Graf Stress Management operates by gaining access to the intelligence through muscle response testing (also known as applied kinesiology). It uses the intelligence as a source of valuable information for identifying and resolving stresses that interfere with peace of mind and well-being. The stresses that surface this way are often surprising, such as those involving old events we thought were long behind us yet whose effects linger on decades later as negative energy.
In addition to identifying hard to find stresses, the intelligence provides useful insights as to how we really feel. Often, what we think about something with our logic-driven minds is totally different from what we feel about it in our hearts. The Graf technique demonstrates that between the two, what we feel is more important to our health and well-being than what we think.
For instance, I once did a Stress Evaluation with an extremely overweight man. As we questioned his intelligence,he was surprised to learn that he was using fat as a defense against receiving affection, which he subconsciously felt was immoral. This surprised him. Of course he didn’t think affection was immoral, but subconsciously he felt so. Why? He’d grown up in a loving family where appropriate affection was shown. He had affectionate relationships with his children. The finding didn’t make sense to him.
But as we continued to question his intelligence, the reason emerged. He was carrying guilt feelings from an episode years earlier in which he, a married man, had acted in a manner beneath his value standards with a woman who was not his wife. Their behavior had involved physical affection, among other things, and as a result he’d unwittingly developed have negative feelings about affection. Moreover, inasmuch as the woman had initiated the activity because she’d found him attractive (and likely also wanted to escape facing her own marital problems), he subconsciously tried to escape future temptation by using excess weight to make himself less attractive, given that he no longer trusted himself to do the right thing when tempted otherwise.

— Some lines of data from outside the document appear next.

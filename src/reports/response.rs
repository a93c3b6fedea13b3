// src/reports/response.rs - JSON envelopes for report responses
use serde::Serialize;
use serde_json::{json, Map, Value};

use super::{BillingReport, DateRange, PharmacyReport, ReportKind};

const FREE_SALE_NOTE: &str =
    "Data merupakan pendapatan dari penjualan obat bebas yang sudah dibayar";
const RECEIVING_NOTE: &str =
    "Data merupakan penerimaan obat yang dikelompokkan berdasarkan nomor faktur";

fn envelope(kind: ReportKind, range: &DateRange) -> Map<String, Value> {
    let mut body = Map::new();
    body.insert("status".into(), json!("success"));
    body.insert("message".into(), json!(kind.message()));
    body.insert(
        "filter".into(),
        json!({
            "tanggal_awal": range.start_str(),
            "tanggal_akhir": range.end_str(),
        }),
    );
    body
}

fn to_array<T: Serialize>(rows: &[T]) -> Value {
    // Rows only hold strings, dates and finite numbers.
    serde_json::to_value(rows).unwrap_or_else(|e| {
        log::error!("Failed to serialize report rows: {}", e);
        Value::Array(Vec::new())
    })
}

/// Inpatient/outpatient payload. Keys are suffixed with the report kind, e.g.
/// `data_rawat_inap`. `data_piutang` is present only when detail was requested.
pub fn assemble_billing(report: &BillingReport) -> Value {
    let suffix = report.kind.as_ref();
    let totals = &report.totals;
    let mut body = envelope(report.kind, &report.range);

    body.insert(format!("data_{}", suffix), to_array(&report.billing));
    body.insert(format!("total_data_{}", suffix), json!(totals.billing_count));
    body.insert(format!("total_bayar_{}", suffix), json!(totals.billing_total));

    if let Some(receivables) = &report.receivables {
        body.insert("data_piutang".into(), to_array(receivables));
    }
    body.insert("total_data_piutang".into(), json!(totals.receivable_count));
    body.insert("total_piutang".into(), json!(totals.receivable_total));
    body.insert("total_pendapatan".into(), json!(totals.combined()));

    Value::Object(body)
}

pub fn assemble_pharmacy<T: Serialize>(report: &PharmacyReport<T>) -> Value {
    let (total_key, note) = match report.kind {
        ReportKind::PenerimaanObat => ("total_penerimaan", RECEIVING_NOTE),
        _ => ("total_penjualan", FREE_SALE_NOTE),
    };
    let mut body = envelope(report.kind, &report.range);

    body.insert("data".into(), to_array(&report.rows));
    body.insert("total_data".into(), json!(report.rows.len()));
    body.insert(total_key.into(), json!(report.total));
    body.insert("keterangan".into(), json!(note));

    Value::Object(body)
}

#[cfg(test)]
mod tests {
    use super::*;
    use crate::reports::{
        BillingRecord, FilterMode, FreeSaleRecord, ReceivableRecord, ReceivingRecord,
        ReportTotals, VisitDetail,
    };
    use chrono::NaiveDate;

    fn range() -> DateRange {
        DateRange::new(
            NaiveDate::from_ymd_opt(2024, 2, 1).unwrap(),
            NaiveDate::from_ymd_opt(2024, 2, 29).unwrap(),
        )
    }

    fn report(kind: ReportKind, with_detail: bool) -> BillingReport {
        BillingReport {
            kind,
            mode: FilterMode::Both,
            range: range(),
            billing: vec![BillingRecord {
                visit_id: "2024/02/01/000001".into(),
                medical_record_id: "000001".into(),
                patient_name: "ANDI".into(),
                visit: VisitDetail::Inpatient {
                    admission_date: NaiveDate::from_ymd_opt(2024, 2, 1),
                    discharge_date: None,
                    invoice_date: None,
                },
                invoice_id: None,
                amount: 100.0,
                payer_name: Some("UMUM".into()),
                payer_code: Some("A09".into()),
            }],
            receivables: with_detail.then(|| {
                vec![ReceivableRecord {
                    visit_id: "2024/02/03/000002".into(),
                    payer_name: "BPJS".into(),
                    payment_category_name: "PIUTANG BPJS".into(),
                    outstanding_amount: 20.5,
                }]
            }),
            totals: ReportTotals {
                billing_count: 1,
                billing_total: 100.0,
                receivable_count: 1,
                receivable_total: 20.5,
            },
        }
    }

    #[test]
    fn test_inpatient_envelope() {
        let body = assemble_billing(&report(ReportKind::RawatInap, true));
        assert_eq!(body["status"], "success");
        assert_eq!(body["filter"]["tanggal_awal"], "2024-02-01");
        assert_eq!(body["filter"]["tanggal_akhir"], "2024-02-29");
        assert_eq!(body["total_data_rawat_inap"], 1);
        assert_eq!(body["data_rawat_inap"].as_array().unwrap().len(), 1);
        assert_eq!(body["total_bayar_rawat_inap"], 100.0);
        assert_eq!(body["data_piutang"][0]["totalpiutang"], 20.5);
        assert_eq!(body["total_data_piutang"], 1);
        assert_eq!(body["total_piutang"], 20.5);
        assert_eq!(body["total_pendapatan"], 120.5);
    }

    #[test]
    fn test_detail_omission_removes_only_receivable_rows() {
        let full = assemble_billing(&report(ReportKind::RawatJalan, true));
        let trimmed = assemble_billing(&report(ReportKind::RawatJalan, false));

        assert!(trimmed.get("data_piutang").is_none());
        let mut full_keys: Vec<&String> = full.as_object().unwrap().keys().collect();
        full_keys.retain(|k| k.as_str() != "data_piutang");
        let trimmed_keys: Vec<&String> = trimmed.as_object().unwrap().keys().collect();
        assert_eq!(full_keys, trimmed_keys);
        assert_eq!(full["total_piutang"], trimmed["total_piutang"]);
        assert_eq!(full["total_pendapatan"], trimmed["total_pendapatan"]);
        assert!(trimmed.get("data_rawat_jalan").is_some());
    }

    #[test]
    fn test_empty_data_is_array() {
        let mut r = report(ReportKind::RawatInap, true);
        r.billing.clear();
        r.receivables = Some(vec![]);
        let body = assemble_billing(&r);
        assert_eq!(body["data_rawat_inap"], json!([]));
        assert_eq!(body["data_piutang"], json!([]));
    }

    #[test]
    fn test_pharmacy_envelopes() {
        let sales = PharmacyReport {
            kind: ReportKind::PenjualanObat,
            range: range(),
            rows: vec![FreeSaleRecord {
                no_penjualan: "PJ1".into(),
                tanggal_penjualan: NaiveDate::from_ymd_opt(2024, 2, 5),
                total: 12.5,
            }],
            total: 12.5,
        };
        let body = assemble_pharmacy(&sales);
        assert_eq!(body["total_data"], 1);
        assert_eq!(body["total_penjualan"], 12.5);
        assert_eq!(body["data"][0]["tanggal_penjualan"], "2024-02-05");
        assert_eq!(body["keterangan"], FREE_SALE_NOTE);

        let receiving: PharmacyReport<ReceivingRecord> = PharmacyReport {
            kind: ReportKind::PenerimaanObat,
            range: range(),
            rows: vec![],
            total: 0.0,
        };
        let body = assemble_pharmacy(&receiving);
        assert_eq!(body["data"], json!([]));
        assert_eq!(body["total_penerimaan"], 0.0);
        assert!(body.get("total_penjualan").is_none());
        assert_eq!(body["message"], "Data penerimaan obat berhasil diambil dari database");
    }
}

Now it made sense to him. Once he took care of his stress, he no longer felt that affection was immoral or distrusted himself to live up to his standards. With no more need for the excess weight, his intelligence directed his metabolism to get rid of it. I’m not suggesting that this is the reason all people become overweight, but it was for this man, demonstrating the precision possible with this tool.
Questioning the intelligence is an invaluable key to discovering what’s troubling us. It gives us information we might not otherwise obtain which we can use to unload yesterday’s negative energy as well as prevent today’s stress from diminishing our peace, health, and productivity.